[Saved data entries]
_ _ _

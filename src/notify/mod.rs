//! Downstream delivery

mod webhook;

pub use webhook::WebhookNotifier;

use async_trait::async_trait;

use crate::error::DeliveryError;
use crate::models::EventPayload;

/// Write side of the bridge: push one payload to the downstream consumer.
/// No retry, no queue; a failed delivery is logged and lost.
#[async_trait]
pub trait EventSink: Send + Sync {
    async fn deliver(&self, payload: &EventPayload) -> Result<(), DeliveryError>;
}
//! Wyze cloud API client
//!
//! Logs in once at startup (fatal if that fails), keeps the access token
//! cached behind a lock, and refreshes it via the refresh token shortly
//! before expiry.

use async_trait::async_trait;
use reqwest::Client;
use serde::Deserialize;
use std::time::{Duration, Instant};
use tokio::sync::RwLock;

use crate::bridge::PollWindow;
use crate::config::SourceConfig;
use crate::error::SourceError;
use crate::models::DeviceEvent;
use crate::source::EventSource;

/// Tokens refresh this many seconds before their reported expiry.
const TOKEN_REFRESH_MARGIN_SECS: u64 = 60;
const DEFAULT_TOKEN_TTL_SECS: i64 = 7200;

#[derive(Debug, Clone)]
struct TokenInfo {
    access_token: String,
    refresh_token: String,
    expires_at: Instant,
}

pub struct WyzeClient {
    http_client: Client,
    base_url: String,
    token: RwLock<TokenInfo>,
}

#[derive(Debug, Deserialize)]
struct LoginResult {
    access_token: String,
    refresh_token: String,
    #[serde(default)]
    expires_in: Option<i64>,
}

/// Envelope used by the event API; code 1 means success.
#[derive(Debug, Deserialize)]
struct WyzeResponse<T> {
    code: i32,
    #[serde(default)]
    msg: Option<String>,
    #[serde(default)]
    data: Option<T>,
}

#[derive(Debug, Default, Deserialize)]
struct RefreshResult {
    access_token: String,
    refresh_token: String,
    #[serde(default)]
    expires_in: Option<i64>,
}

#[derive(Debug, Default, Deserialize)]
struct EventListResult {
    #[serde(default)]
    event_list: Vec<DeviceEvent>,
}

impl WyzeClient {
    /// Authenticate with email/password. The process must not start the poll
    /// loop without a working client, so any failure here is fatal upstream.
    pub async fn login(config: &SourceConfig) -> Result<Self, SourceError> {
        let http_client = Client::builder()
            .timeout(Duration::from_secs(10))
            .build()?;

        let url = format!("{}/api/user/login", config.auth_url);
        let body = serde_json::json!({
            "email": config.email,
            "password": config.password,
        });

        let resp = http_client.post(&url).json(&body).send().await?;
        if !resp.status().is_success() {
            return Err(SourceError::Auth(format!(
                "login returned status {}",
                resp.status()
            )));
        }

        let result: LoginResult = resp
            .json()
            .await
            .map_err(|e| SourceError::Auth(format!("login parse failed: {}", e)))?;

        let expires_in = result.expires_in.unwrap_or(DEFAULT_TOKEN_TTL_SECS);
        tracing::info!("[Wyze] Logged in, token expires in {} sec", expires_in);

        Ok(Self {
            http_client,
            base_url: config.base_url.clone(),
            token: RwLock::new(TokenInfo {
                access_token: result.access_token,
                refresh_token: result.refresh_token,
                expires_at: token_deadline(expires_in),
            }),
        })
    }

    async fn ensure_token(&self) -> Result<String, SourceError> {
        {
            let token = self.token.read().await;
            if token.expires_at > Instant::now() {
                return Ok(token.access_token.clone());
            }
        }
        self.refresh_token().await
    }

    async fn refresh_token(&self) -> Result<String, SourceError> {
        let refresh_token = self.token.read().await.refresh_token.clone();

        let url = format!("{}/app/user/refresh_token", self.base_url);
        let body = serde_json::json!({ "refresh_token": refresh_token });

        let resp = self.http_client.post(&url).json(&body).send().await?;
        let result: WyzeResponse<RefreshResult> = resp
            .json()
            .await
            .map_err(|e| SourceError::Auth(format!("refresh parse failed: {}", e)))?;

        if result.code != 1 {
            return Err(SourceError::Auth(format!(
                "refresh rejected (code {}): {}",
                result.code,
                result.msg.unwrap_or_default()
            )));
        }

        let refreshed = result
            .data
            .ok_or_else(|| SourceError::Auth("refresh response missing data".to_string()))?;
        let expires_in = refreshed.expires_in.unwrap_or(DEFAULT_TOKEN_TTL_SECS);

        let mut token = self.token.write().await;
        *token = TokenInfo {
            access_token: refreshed.access_token.clone(),
            refresh_token: refreshed.refresh_token,
            expires_at: token_deadline(expires_in),
        };

        tracing::info!("[Wyze] Token refreshed, expires in {} sec", expires_in);
        Ok(refreshed.access_token)
    }
}

fn token_deadline(expires_in: i64) -> Instant {
    let ttl = (expires_in.max(0) as u64).saturating_sub(TOKEN_REFRESH_MARGIN_SECS);
    Instant::now() + Duration::from_secs(ttl)
}

#[async_trait]
impl EventSource for WyzeClient {
    async fn events_in_window(
        &self,
        device_mac: &str,
        window: PollWindow,
        max_count: u32,
    ) -> Result<Vec<DeviceEvent>, SourceError> {
        let token = self.ensure_token().await?;

        let url = format!("{}/app/v2/device/get_event_list", self.base_url);
        let body = serde_json::json!({
            "device_mac_list": [device_mac],
            "begin_time": window.start.timestamp_millis(),
            "end_time": window.end.timestamp_millis(),
            "count": max_count,
        });

        let resp = self
            .http_client
            .post(&url)
            .header("Authorization", token)
            .json(&body)
            .send()
            .await?;

        let result: WyzeResponse<EventListResult> = resp.json().await?;

        if result.code != 1 {
            return Err(SourceError::Api {
                code: result.code,
                msg: result.msg.unwrap_or_default(),
            });
        }

        Ok(result.data.map(|d| d.event_list).unwrap_or_default())
    }
}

_ _ _

Take each line above that contains "format" and copy it out.

Exercise response
        let url = format!("{}/api/user/login", config.auth_url);
            return Err(SourceError::Auth(format!(
            .map_err(|e| SourceError::Auth(format!("login parse failed: {}", e)))?;
        let url = format!("{}/app/user/refresh_token", self.base_url);
            .map_err(|e| SourceError::Auth(format!("refresh parse failed: {}", e)))?;
            return Err(SourceError::Auth(format!(
        let url = format!("{}/app/v2/device/get_event_list", self.base_url);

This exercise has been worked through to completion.